━━ Dataset entries

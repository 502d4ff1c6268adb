use async_trait::async_trait;

use crate::Result;

/// 消息发布接口
#[async_trait]
pub trait MessagePublisher: Send + Sync {
    /// 发布持久化消息到指定队列，队列不存在时以 durable 方式声明
    async fn publish(&self, queue: &str, payload: &[u8]) -> Result<()>;
}
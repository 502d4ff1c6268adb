use chrono::{DateTime, Utc};
use chrono_tz::Tz;
use cron::Schedule;
use std::str::FromStr;
use tracing::debug;

use scheduler_core::{Result, SchedulerError};

const WEEKDAY_NAMES: [&str; 8] = ["SUN", "MON", "TUE", "WED", "THU", "FRI", "SAT", "SUN"];

/// CRON表达式解析和调度工具
///
/// 同时接受标准的5段表达式（分 时 日 月 周）和带秒的6/7段表达式。
/// 5段表达式的星期字段按 0-7（0 和 7 都是周日）解释；日和星期都受限时按标准 cron 取并集，
/// 任一字段以 `*` 开头时取交集。6/7段表达式沿用 `cron` crate 的交集语义。
pub struct CronScheduler {
    schedules: Vec<Schedule>,
    timezone: Tz,
}

impl CronScheduler {
    /// 创建新的CRON调度器，按UTC计算
    pub fn new(cron_expr: &str) -> Result<Self> {
        Self::with_timezone(cron_expr, None)
    }

    /// 创建在指定 IANA 时区内计算触发时间的调度器
    pub fn with_timezone(cron_expr: &str, timezone: Option<&str>) -> Result<Self> {
        let schedules = Self::parse(cron_expr)?;
        let timezone = match timezone {
            Some(name) if !name.trim().is_empty() => Self::parse_timezone(name)?,
            _ => Tz::UTC,
        };

        Ok(Self {
            schedules,
            timezone,
        })
    }

    /// 获取严格晚于 `from` 的下一次执行时间
    pub fn next_execution_time(&self, from: DateTime<Utc>) -> Option<DateTime<Utc>> {
        let from = from.with_timezone(&self.timezone);
        self.schedules
            .iter()
            .filter_map(|schedule| schedule.after(&from).next())
            .min()
            .map(|next| next.with_timezone(&Utc))
    }

    /// 获取从指定时间开始的多个执行时间
    pub fn upcoming_times(&self, from: DateTime<Utc>, count: usize) -> Vec<DateTime<Utc>> {
        let from = from.with_timezone(&self.timezone);
        let mut times: Vec<DateTime<Utc>> = self
            .schedules
            .iter()
            .flat_map(|schedule| schedule.after(&from).take(count))
            .map(|next| next.with_timezone(&Utc))
            .collect();
        times.sort();
        times.dedup();
        times.truncate(count);
        times
    }

    pub fn timezone(&self) -> Tz {
        self.timezone
    }

    /// 验证CRON表达式是否有效
    pub fn validate_cron_expression(cron_expr: &str) -> Result<()> {
        Self::parse(cron_expr)?;
        Ok(())
    }

    pub fn parse_timezone(name: &str) -> Result<Tz> {
        name.trim()
            .parse::<Tz>()
            .map_err(|_| SchedulerError::InvalidTimezone(name.to_string()))
    }

    /// 把5段表达式转换成带秒的6段表达式，其余形式原样返回
    pub fn normalize_expression(cron_expr: &str) -> String {
        let fields: Vec<&str> = cron_expr.split_whitespace().collect();
        if fields.len() != 5 {
            return fields.join(" ");
        }

        let weekday = normalize_weekday_field(fields[4]);
        format!(
            "0 {} {} {} {} {}",
            fields[0], fields[1], fields[2], fields[3], weekday
        )
    }

    /// 展开成需要同时生效的表达式。5段表达式的日和星期都受限时拆成两条，分别只限制其中一个字段
    pub fn expand_expression(cron_expr: &str) -> Vec<String> {
        let fields: Vec<&str> = cron_expr.split_whitespace().collect();
        if fields.len() == 5 && is_restricted(fields[2]) && is_restricted(fields[4]) {
            let by_day = [fields[0], fields[1], fields[2], fields[3], "*"].join(" ");
            let by_weekday = [fields[0], fields[1], "*", fields[3], fields[4]].join(" ");
            return vec![
                Self::normalize_expression(&by_day),
                Self::normalize_expression(&by_weekday),
            ];
        }
        vec![Self::normalize_expression(cron_expr)]
    }

    fn parse(cron_expr: &str) -> Result<Vec<Schedule>> {
        if cron_expr.trim().is_empty() {
            return Err(SchedulerError::InvalidCron {
                expr: cron_expr.to_string(),
                message: "表达式为空".to_string(),
            });
        }

        Self::expand_expression(cron_expr)
            .into_iter()
            .map(|normalized| {
                if normalized != cron_expr {
                    debug!("CRON表达式 '{}' 规范化为 '{}'", cron_expr, normalized);
                }
                Schedule::from_str(&normalized).map_err(|e| SchedulerError::InvalidCron {
                    expr: cron_expr.to_string(),
                    message: e.to_string(),
                })
            })
            .collect()
    }
}

/// 标准 cron 中以 `*` 开头的日/星期字段视为不受限
fn is_restricted(field: &str) -> bool {
    !field.starts_with('*') && field != "?"
}

fn weekday_name(token: &str) -> Option<&'static str> {
    token
        .parse::<usize>()
        .ok()
        .and_then(|n| WEEKDAY_NAMES.get(n).copied())
}

/// 数字星期转换为英文缩写，避免 0 基和 1 基编号的差异
fn normalize_weekday_field(field: &str) -> String {
    field
        .split(',')
        .map(|item| {
            let (base, step) = match item.split_once('/') {
                Some((base, step)) => (base, Some(step)),
                None => (item, None),
            };

            let base = match base.split_once('-') {
                Some((from, to)) => {
                    let from_name = weekday_name(from).unwrap_or(from);
                    // 以 7 结尾的区间会跨过周六，拆成两段
                    match (to, step) {
                        ("7", None) if from_name != "SUN" => format!("{from_name}-SAT,SUN"),
                        ("7", _) => format!("{from_name}-SAT"),
                        _ => format!("{from_name}-{}", weekday_name(to).unwrap_or(to)),
                    }
                }
                None => weekday_name(base).unwrap_or(base).to_string(),
            };

            match step {
                Some(step) => format!("{base}/{step}"),
                None => base,
            }
        })
        .collect::<Vec<_>>()
        .join(",")
}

━━━━

• [Instructions for the task] Could you reproduce, exactly, every line above from the line with "use std::str::FromStr;" to the line with "日 月 周）和带秒的6/7段表达式。", and no other line? Both ends count.

• [Output below]
use std::str::FromStr;
use tracing::debug;

use scheduler_core::{Result, SchedulerError};

const WEEKDAY_NAMES: [&str; 8] = ["SUN", "MON", "TUE", "WED", "THU", "FRI", "SAT", "SUN"];

/// CRON表达式解析和调度工具
///
/// 同时接受标准的5段表达式（分 时 日 月 周）和带秒的6/7段表达式。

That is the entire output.